It is not common to hear that a wildcat is running loose on the streets of Illinois. As reported in The Chicago Tribune, however, law enforcement fatally shot an exotic pet caracal that escaped from its owner’s home and went on the attack. Although an animal can’t be held liable for its harmful actions, its owner may face fines and a civil suit.

On a Sunday morning in Bloomington, a 32-year-old woman walking with her daughter through a residential neighborhood encountered the prowling caracal. It was not a friendly meeting, and the animal attacked the 6-year-old girl. When her mother attempted to stop the assault, the caracal clawed and bit at her also. The animal then tried to strike at a dog. A neighbor who captured the overly aggressive cat on video called law enforcement. When the caracal began acting erratically toward a group of bystanders that gathered around to watch, officers quickly shot and killed it.

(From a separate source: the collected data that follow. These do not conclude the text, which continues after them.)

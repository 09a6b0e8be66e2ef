//! Display session
//!
//! [`Tm1637`] owns the two bus pins and drives one update at a time. Every
//! `show_*`/`set_*` call arms a transmission; [`Tm1637::tick`] then advances
//! it by exactly one line action per call, without ever waiting.
//!
//! # Usage
//!
//! ```ignore
//! let mut display = Tm1637::new(clk, dio, delay, EmbassyClock);
//!
//! display.show_number_dec(42, false, 4, 0)?;
//! loop {
//!     // Cheap to call often; extra calls inside the step interval are no-ops
//!     if display.tick()? {
//!         break;
//!     }
//! }
//! ```

use embassy_time::Instant;
use embedded_hal::delay::DelayNs;
use embedded_hal::digital::OutputPin;

#[cfg(feature = "esp32-log")]
use esp_println::println;

use crate::Clock;
use crate::codec::{self, BLANK, DIGIT_COUNT};
use crate::protocol::{Level, Line, LineAction};
use crate::timing::{Timings, as_delay_us};
use crate::transmission::{Phase, Transmission};

/// Error raised by a bus pin.
#[derive(Debug, Clone, Copy, PartialEq, Eq)]
#[cfg_attr(feature = "defmt", derive(defmt::Format))]
pub enum Error<E> {
    /// Setting a pin level failed; the in-flight update was dropped
    Pin(E),
}

/// Brightness level and display power.
#[derive(Debug, Clone, Copy, PartialEq, Eq)]
#[cfg_attr(feature = "defmt", derive(defmt::Format))]
pub struct Brightness(u8);

impl Brightness {
    /// Brightest setting, display on.
    pub const MAX: Self = Self(0x0f);

    /// `level` is masked to `0..=7`.
    pub const fn new(level: u8, on: bool) -> Self {
        Self((level & 0x07) | if on { 0x08 } else { 0x00 })
    }

    pub const fn level(self) -> u8 {
        self.0 & 0x07
    }

    pub const fn is_on(self) -> bool {
        self.0 & 0x08 != 0
    }

    /// Low nibble of the display control command.
    pub const fn bits(self) -> u8 {
        self.0
    }
}

impl Default for Brightness {
    fn default() -> Self {
        Self::MAX
    }
}

/// A 4-digit display on a two-wire bus.
pub struct Tm1637<CLK, DIO, D, C> {
    clk: CLK,
    dio: DIO,
    delay: D,
    clock: C,
    timings: Timings,

    brightness: Brightness,
    transmission: Transmission,

    last_step: Instant,
    armed_at: Instant,
}

impl<CLK, DIO, D, C, E> Tm1637<CLK, DIO, D, C>
where
    CLK: OutputPin<Error = E>,
    DIO: OutputPin<Error = E>,
    D: DelayNs,
    C: Clock,
{
    /// Create a session with default timings.
    ///
    /// Both pins must be configured as open-drain outputs with pull-ups:
    /// `set_high` releases the line, `set_low` drives it low.
    pub fn new(clk: CLK, dio: DIO, delay: D, clock: C) -> Self {
        Self::with_timings(clk, dio, delay, clock, Timings::default())
    }

    pub fn with_timings(clk: CLK, dio: DIO, delay: D, clock: C, timings: Timings) -> Self {
        Self {
            clk,
            dio,
            delay,
            clock,
            timings,
            brightness: Brightness::default(),
            transmission: Transmission::idle(),
            last_step: Instant::from_ticks(0),
            armed_at: Instant::from_ticks(0),
        }
    }

    /// Give back the pins, delay and clock.
    pub fn release(self) -> (CLK, DIO, D, C) {
        (self.clk, self.dio, self.delay, self.clock)
    }

    pub const fn timings(&self) -> &Timings {
        &self.timings
    }

    pub const fn brightness(&self) -> Brightness {
        self.brightness
    }

    /// Set brightness (`0..=7`) and power.
    ///
    /// Takes effect with the next update.
    pub fn set_brightness(&mut self, level: u8, on: bool) {
        self.brightness = Brightness::new(level, on);
    }

    /// Current phase, `None` when idle.
    pub const fn phase(&self) -> Option<Phase> {
        self.transmission.phase()
    }

    /// Segment bytes of the most recent update.
    pub fn segments(&self) -> &[u8] {
        self.transmission.segments()
    }

    /// Whether no update is in flight.
    ///
    /// An update that outlived the watchdog deadline counts as idle even
    /// before the next tick drops it. Never mutates the session.
    pub fn is_idle(&self) -> bool {
        self.transmission.is_idle() || self.watchdog_expired(self.clock.now())
    }

    /// Arm an update with raw segment bytes starting at `position`.
    ///
    /// At most four bytes are used, and never more than fit from
    /// `position` (masked to `0..=3`) to the last digit. Any update still in
    /// flight is replaced.
    pub fn set_segments(&mut self, segments: &[u8], position: u8) -> Result<(), Error<E>> {
        self.transmission
            .arm(segments, position, self.brightness.bits());

        #[cfg(feature = "esp32-log")]
        println!(
            "[Tm1637.set_segments] {:02x?} at {}",
            self.transmission.segments(),
            self.transmission.position()
        );

        // The session is fully armed before the bus is touched, so a tick
        // racing this call never sees a half-configured update
        if let Err(err) = self.precondition_bus() {
            self.transmission.abort();
            return Err(err);
        }

        let now = self.clock.now();
        self.last_step = now;
        self.armed_at = now;
        Ok(())
    }

    /// Blank all four digits.
    pub fn clear(&mut self) -> Result<(), Error<E>> {
        self.set_segments(&[BLANK; DIGIT_COUNT], 0)
    }

    /// Show a signed decimal number in a field of `length` digits.
    pub fn show_number_dec(
        &mut self,
        value: i32,
        leading_zero: bool,
        length: u8,
        position: u8,
    ) -> Result<(), Error<E>> {
        self.show_number_dec_with_dots(value, 0, leading_zero, length, position)
    }

    /// Show a signed decimal number with decimal points.
    ///
    /// Bit 7 of `dots` lights the point of the first digit of the field,
    /// bit 6 the second and so on.
    pub fn show_number_dec_with_dots(
        &mut self,
        value: i32,
        dots: u8,
        leading_zero: bool,
        length: u8,
        position: u8,
    ) -> Result<(), Error<E>> {
        let mut digits = codec::format_decimal(value, leading_zero, length);
        codec::apply_dots(dots, &mut digits);
        self.set_field(&digits, length, position)
    }

    /// Show an unsigned hexadecimal number with decimal points.
    pub fn show_number_hex_with_dots(
        &mut self,
        value: u16,
        dots: u8,
        leading_zero: bool,
        length: u8,
        position: u8,
    ) -> Result<(), Error<E>> {
        let mut digits = codec::format_hex(value, leading_zero, length);
        codec::apply_dots(dots, &mut digits);
        self.set_field(&digits, length, position)
    }

    /// Show text from `position` to the last digit.
    ///
    /// Unsupported characters render blank, as do positions past the end
    /// of `text`.
    pub fn display_text(&mut self, text: &str, position: u8) -> Result<(), Error<E>> {
        let position = position & 0x03;
        let mut segments = [BLANK; DIGIT_COUNT];
        let room = DIGIT_COUNT - usize::from(position);
        for (segment, c) in segments[..room].iter_mut().zip(text.chars()) {
            *segment = codec::encode_char(c);
        }
        self.set_segments(&segments[..room], position)
    }

    /// Show a character followed by a scaled three digit number.
    ///
    /// See [`codec::char_and_number`] for the scaling rules.
    pub fn display_char_and_number(&mut self, c: char, number: u32) -> Result<(), Error<E>> {
        self.set_segments(&codec::char_and_number(c, number), 0)
    }

    /// Advance the current update by one micro-step.
    ///
    /// Returns `Ok(true)` when the session is idle after this call, either
    /// because nothing was pending or because the update just finished (or
    /// was dropped by the watchdog). Calls closer together than the minimum
    /// step interval return `Ok(false)` without touching anything.
    pub fn tick(&mut self) -> Result<bool, Error<E>> {
        if self.transmission.is_idle() {
            return Ok(true);
        }

        let now = self.clock.now();
        if self.watchdog_expired(now) {
            #[cfg(feature = "esp32-log")]
            println!(
                "[Tm1637.tick] watchdog expired in phase {:?}",
                self.transmission.phase()
            );
            self.transmission.abort();
            self.release_bus()?;
            return Ok(true);
        }

        let interval = self.timings.min_step_interval;
        if interval.as_ticks() > 0 && now.saturating_duration_since(self.last_step) < interval {
            return Ok(false);
        }
        self.last_step = now;

        if let Some(action) = self.transmission.advance() {
            if let Err(err) = self.apply(action) {
                #[cfg(feature = "esp32-log")]
                println!("[Tm1637.tick] pin error, dropping update");
                self.transmission.abort();
                return Err(err);
            }
        }

        Ok(self.transmission.is_idle())
    }

    /// Tick until the current update is done.
    ///
    /// Busy-waits the minimum step interval between ticks, so this blocks
    /// for the length of a whole update (bounded by the watchdog).
    pub fn flush(&mut self) -> Result<(), Error<E>> {
        let pause = as_delay_us(self.timings.min_step_interval);
        while !self.tick()? {
            self.delay.delay_us(pause);
        }
        Ok(())
    }

    /// Arm a formatted field; digits past `length` are dropped.
    fn set_field(
        &mut self,
        digits: &[u8; DIGIT_COUNT],
        length: u8,
        position: u8,
    ) -> Result<(), Error<E>> {
        let length = codec::clamp_length(length);
        self.set_segments(&digits[..length], position)
    }

    fn watchdog_expired(&self, now: Instant) -> bool {
        !self.transmission.is_idle()
            && now.saturating_duration_since(self.armed_at) > self.timings.watchdog
    }

    /// Release the bus, let it settle, then signal start.
    fn precondition_bus(&mut self) -> Result<(), Error<E>> {
        self.apply(LineAction::DATA_RELEASE)?;
        self.apply(LineAction::CLOCK_RELEASE)?;
        self.delay.delay_us(as_delay_us(self.timings.bus_settle));

        self.apply(LineAction::DATA_LOW)?;
        self.delay.delay_us(as_delay_us(self.timings.start_hold));
        Ok(())
    }

    fn release_bus(&mut self) -> Result<(), Error<E>> {
        self.apply(LineAction::CLOCK_RELEASE)?;
        self.apply(LineAction::DATA_RELEASE)
    }

    fn apply(&mut self, action: LineAction) -> Result<(), Error<E>> {
        let result = match (action.line, action.level) {
            (Line::Clock, Level::Low) => self.clk.set_low(),
            (Line::Clock, Level::Released) => self.clk.set_high(),
            (Line::Data, Level::Low) => self.dio.set_low(),
            (Line::Data, Level::Released) => self.dio.set_high(),
        };
        result.map_err(Error::Pin)
    }
}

At the hospital, the girl and her mother were treated for bite marks and scratches. Authorities tracked down the caracal’s owner and issued multiple citations for allegedly violating the local pet ordinances. Illinois requires its residents to register their exotic or non-domesticated pets. Although owning certain breeds of imported wildcats are illegal, a healthy caracal may be permitted when it is approved by an Animal Health official.

The Illinois Dangerous Animal Act requires registration of exotic pets so that authorities may track down their owners if they unexpectedly leave their home and roam the streets. Fines may be imposed by city or county officials, and in circumstances where the animal attacks a person, the owner might be held responsible for any injuries.